BTW, given the widespread use of Word for most non-email documents, it's
still not safe to assume that a typical US or UK document will be composed
entirely of US-ASCII chars. Regardless of how much effort the author may
take to use proper diacritics, he'll probably use curly quotes and
apostrophes by default, inserted automatically in matching left and right
pairs by the "IME" in MS Word.

-----Original Message-----
From: Alain <alb@sct.gouv.qc.ca>
To: Unicode List <unicode@unicode.org>
Date: Wednesday, August 26, 1998 1:44 PM
Subject: Latin 1 Western-Eurocentric?

>A 11:15 98-08-25 -0700, Glen Perkins a écrit :
>>[...] Latin-1 is not at all sufficient for "all scripts based on Latin".

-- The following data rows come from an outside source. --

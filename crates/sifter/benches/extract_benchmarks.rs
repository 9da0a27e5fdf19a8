//! Extraction performance benchmarks.
//!
//! Measures container scanning and the whole-page fallback over synthetic
//! result pages of increasing size.

use criterion::{BenchmarkId, Criterion, Throughput, black_box, criterion_group, criterion_main};
use sifter::{Extractor, ProviderRegistry};

/// Generate a DuckDuckGo-style result page with `results` entries.
///
/// When `email_at` is set, that result's snippet carries an address.
fn generate_result_page(results: usize, email_at: Option<usize>) -> String {
    let mut page = String::from("<html><head><script>var t = 1;</script></head><body>");
    for i in 0..results {
        let snippet = if Some(i) == email_at {
            format!("Contact agent{}@realty.example.com for listings", i)
        } else {
            format!("Listing {} in Austin, TX. Call 555-01{:02}.", i, i % 100)
        };
        page.push_str(&format!(
            r#"<div class="result results_links"><h2><a class="result__a" href="https://r{i}.example/">Result {i}</a></h2><a class="result__snippet">{snippet}</a></div>"#
        ));
    }
    page.push_str("<footer>Questions? help@search.example.org</footer></body></html>");
    page
}

fn bench_container_hit(c: &mut Criterion) {
    let extractor = Extractor::new(ProviderRegistry::builtin()).unwrap();
    let mut group = c.benchmark_group("extract_container_hit");

    for results in [10, 30, 100] {
        let page = generate_result_page(results, Some(2));
        group.throughput(Throughput::Bytes(page.len() as u64));
        group.bench_with_input(BenchmarkId::from_parameter(results), &page, |b, page| {
            b.iter(|| extractor.extract(black_box(page), "duckduckgo"))
        });
    }

    group.finish();
}

fn bench_page_fallback(c: &mut Criterion) {
    let extractor = Extractor::new(ProviderRegistry::builtin()).unwrap();
    let mut group = c.benchmark_group("extract_page_fallback");

    for results in [10, 30, 100] {
        let page = generate_result_page(results, None);
        group.throughput(Throughput::Bytes(page.len() as u64));
        group.bench_with_input(BenchmarkId::from_parameter(results), &page, |b, page| {
            b.iter(|| extractor.extract(black_box(page), "duckduckgo"))
        });
    }

    group.finish();
}

criterion_group!(benches, bench_container_hit, bench_page_fallback);
criterion_main!(benches);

>>It's Western-Eurocentric.
>
>[Alain] :
>... if you exclude French, which ISO/IEC 8859-1 can't handle integrally
>(and France is Western-European, isn't it ?) (; That said, your conclusion
>that Latin 1 is not sufficient converges with mine, it is not
contradictory.
>I only disagree with the remark that Latin 1 is Western-Eurocentric. It is
>not even at this height. (;
>
>[Glen] :
>>Most Americans and Brits use Windows or Macintosh for most documents. Win
>>and Mac have used 8-bit encodings from day one. This discussion is all
about
>>"legacy documents". Well, outside of some email and unix configuration
>>files, you simply can't assume that a US or UK document is encoded in
7-bit
>>"US-ASCII". It almost never is (even if some header claims it is).
>>
>>We use curly quotes and apostrophes, we use diacritics on many common
>>English words and to write the names of a large number of our citizens.
[...]
>
>[Alain] :
>Ah! Those nice words are dear to my heart, thanks for the intention and the
>idealism (sincerely appreciated). However in practice I count on the
>fingers of a single slightly mutilated hand the number of Angles and
>Americans who dare to write my name correctly even if they indeed have the
>tools (except for the keyboard (; ). Yesterday again, an appreciated
>American colleague, who asked me to correct a snail-mailing list, said when
>I did make fixes, that he could not enter the final E ACUTE of my family
>name and the ones in my coordinates. I showed him (and wrote him!) two
>methods to do that on Windows (use the character table of Windows
>Accessories, or use the quick-and-dirty "Alt-Numkeypad-130" method). He
>then answered honestly at last: "Well, even if I now know how to do that,
>I'm not sure I want to do that".
>
>I guess it is the average feeling as the results are not there. I
>experience this in practice... every day... with my American and British
>friends (some make real efforts and they are very nice [I would say they
>are heroic], but they are very few). Good tools are not there yet, one must
>admit, in English-speaking-only environments (and even when they are there
>if one wants, there is no big will!)
>
>Alain LaBonté
>Helsingør, nær København, Danmark
>(I translate for Angles and Americans : "Elsinore, near Copenhagen,
Denmark")
>
>P.S.:
>
>[even if ø and æ are not French characters, I have them directly on my
> keyboard enabled to Québec government specs, which require *all* Latin 1
> répertoire characters, répertoire which is itself short of 3 French
> characters; our specs are a superset of level-2a-conformance to the
Canadian
> CAN/CSA Z243.200 standard]
>
> The revision this year of the Canadian keyboard standard is going to
require
> French characters <OE>, <oe> and <Y:>, i.e. "Œ", "œ" and "Ÿ" in the
> Windows 'ANSI' code, or "¼", "½" and "¾" if one uses Latin 9
> (ISO/IEC 8859-15) encoding, or the equivalent in Unicode even if I can't
> unfortunately reproduce these yet with any of my pieces of software, in
> particular email, nor exchange these data with our EBCDIC systems yet.
> The Canadian keyboard standard is code-independent, it is a user-interface
> standard. It can be implemented under Windows (3, 95, 98), under DOS,
> on Macs, under UNIX, Windows NT or IBM 327x terminals, etc. (and it is
> indeed implemented on all these platforms, even with the <oe>s on Windows
> 3.1, 95, 98 and NT platforms, unfortunately with a nonstandard, albeit
> blessingly useful, external code, not exchangeable with our other 8-bit
> platforms... whence Latin 9 as the missing link between current 8-bit
> platforms and software and even with Unicode platforms... this for
French-
> and Finnish-speakers, and Europeans in general for the EURO SIGN).